# How to split internet speed unevenly...



## Franklinwallbrown (Aug 5, 2008)

Is there a way to designate a certain amount of bandwidth to one IP address and a different amount to another IP address?


----------



## Polaris573 (Aug 5, 2008)

Yes it is possible, but your router or switch must support it.  Unfortunately most stock consumer level routers do not support this.  However, if your router is supported under third-party firmware such as DD-WRT or others then you can upgrade to their firmware and use it to accomplish what you want.


----------



## MadClown (Aug 5, 2008)

Ive been pondering the same thing, ^ glad to see my router is supported


----------



## CrackerJack (Aug 5, 2008)

My old WRT did this, never did use it though. But my belkin doesn't have this options. As far as I know.


----------



## Laurijan (Aug 5, 2008)

A prog called Netlimiter might help in this..


----------



## Franklinwallbrown (Aug 5, 2008)

I don't believe my modem/wireless router supports DD-WRT & I don't want to spend any money on a program.


----------



## francis511 (Aug 5, 2008)

Is that what "traffic-shaping" does ? Er no I don`t think it is..


----------



## mrw1986 (Aug 5, 2008)

Polaris573 said:


> Yes it is possible, but your router or switch must support it.  Unfortunately most stock consumer level routers do not support this.  However, if your router is supported under third-party firmware such as DD-WRT or others then you can upgrade to their firmware and use it to accomplish what you want.



Best firmware ever. Flashed my WRT54G Ver. 2 with it and haven't had a single problem. When I was running the latest stock firmware I was getting disconnects and stuff all the time. Since installing DD-WRT I haven't had any disconnects or problems.


----------



## AsRock (Aug 5, 2008)

Setup a 3rd comp as a server and use a 3rd party app to control the bandwidth,  sorry don't remember name of the app as it was over 6 years ago but it is possible.

Plug all comps in to server.


----------



## technicks (Aug 5, 2008)

mrw1986 said:


> Best firmware ever. Flashed my WRT54G Ver. 2 with it and haven't had a single problem. When I was running the latest stock firmware I was getting disconnects and stuff all the time. Since installing DD-WRT I haven't had any disconnects or problems.



I bought a WRT54GL with DD WRT already installed. Also i bought 2 Linksys 7 dbi antennas.
You can even mod these routers with a flash memory card to use it as a ftp server or torrent client.

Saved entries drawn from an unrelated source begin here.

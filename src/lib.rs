/*!
# sheetedit

Upload a spreadsheet, edit its cells sheet by sheet, and download it again.

## Overview

The core is an in-memory workbook document: every sheet is a table whose first row is
its headers, one sheet is active, and cell edits always target the active sheet. The
core only deals with bytes in and bytes out; the surrounding front ends decide where
those bytes come from.

## Data flow

```text
workbook bytes --loader--> Document --switch_sheet / set_cell--> Document --downloader--> xlsx bytes
```

## Front ends

- **Local** ([`session::LocalSession`]): one document held in-process; used by the
  `sheetedit-cli` binary.
- **HTTP** ([`app`], feature `web`): documents kept in a [`store::DocumentStore`] keyed
  by file id, each file behind its own lock, idle files evicted after a TTL.

## REST API Endpoints

- `POST /api/upload` - multipart upload (field `file`)
- `GET /api/sheets/{fileId}` - current document
- `POST /api/sheets/{fileId}/change-sheet` - `{ "sheetName": ... }`
- `POST /api/sheets/{fileId}/update-cell` - `{ "rowIndex", "columnIndex", "value" }`
- `GET /api/sheets/{fileId}/export` - download (`?fileName=..&format=xlsx|csv`)
- `DELETE /api/sheets/{fileId}` - release the file

## Modules

- **cell**: scalar cell values
- **spreadsheet**: sheet tables and the document model
- **loader**: workbook bytes to document
- **downloader**: document to xlsx / csv
- **saving**: atomic export to disk
- **store**: file-id keyed document storage
- **session**: local and store-backed editing surfaces
- **config**: server configuration
- **app**: HTTP routing and handlers
*/

pub mod cell;
pub mod config;
pub mod downloader;
pub mod error;
pub mod loader;
pub mod saving;
pub mod session;
pub mod spreadsheet;
pub mod store;

#[cfg(feature = "web")]
pub mod app;

pub use cell::CellValue;
pub use error::{Result, SheetError};
pub use session::{Export, ExportFormat, LocalSession, OpenFile, StoreService, WorkbookService};
pub use spreadsheet::{Document, SheetTable};
pub use store::{DocumentStore, FileId, MemoryStore, StoredFile};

But they where to expensive imo.
I hope it was worth the money.


----------



## niko084 (Aug 5, 2008)

I did the same thing with an old P3 system laying around, also running sonic wall, its basically playing router/firewall..

Third party firmware for your router would deffinetely be an easier cheaper way though.


----------



## FatForester (Aug 5, 2008)

Yea, if you have a supported router for DD-WRT / Tomato then you'll be set. I slapped Tomato on my WRT54G, and I saw improvements across the board.


----------



## JrRacinFan (Aug 5, 2008)

Is it possible to use the QoS "bandwith percentage tweak" commonly referred to "boost net speed" if using XP?


----------



## CrackerJack (Aug 5, 2008)

FatForester said:


> Yea, if you have a supported router for DD-WRT / Tomato then you'll be set. I slapped Tomato on my WRT54G, and I saw improvements across the board.



What the hell is Tomato? Someone making a sandwich.


----------



## niko084 (Aug 6, 2008)

JrRacinFan said:


> Is it possible to use the QoS "bandwith percentage tweak" commonly referred to "boost net speed" if using XP?



Thats for dedicating bandwidth to software using QoS, so unless you could specifiy in the router QoS clients, it would not be possible.


----------



## Franklinwallbrown (Aug 6, 2008)

Wow, a whole lotta lingo I don't understand. Check please!


----------



## mrhuggles (Aug 6, 2008)

openWRT + X-Wrt > dd-wrt but they are all good compared to any router with VXWorks thats for sure, if you dont know what your doing, just install the proper X-wrt package from http://x-wrt.org/

they make it easy u just find out what router you have, then you install that, then you follow the instructions, very easy. if u need help there is a huge user base of people who wont be rude to you if you ask questions.


----------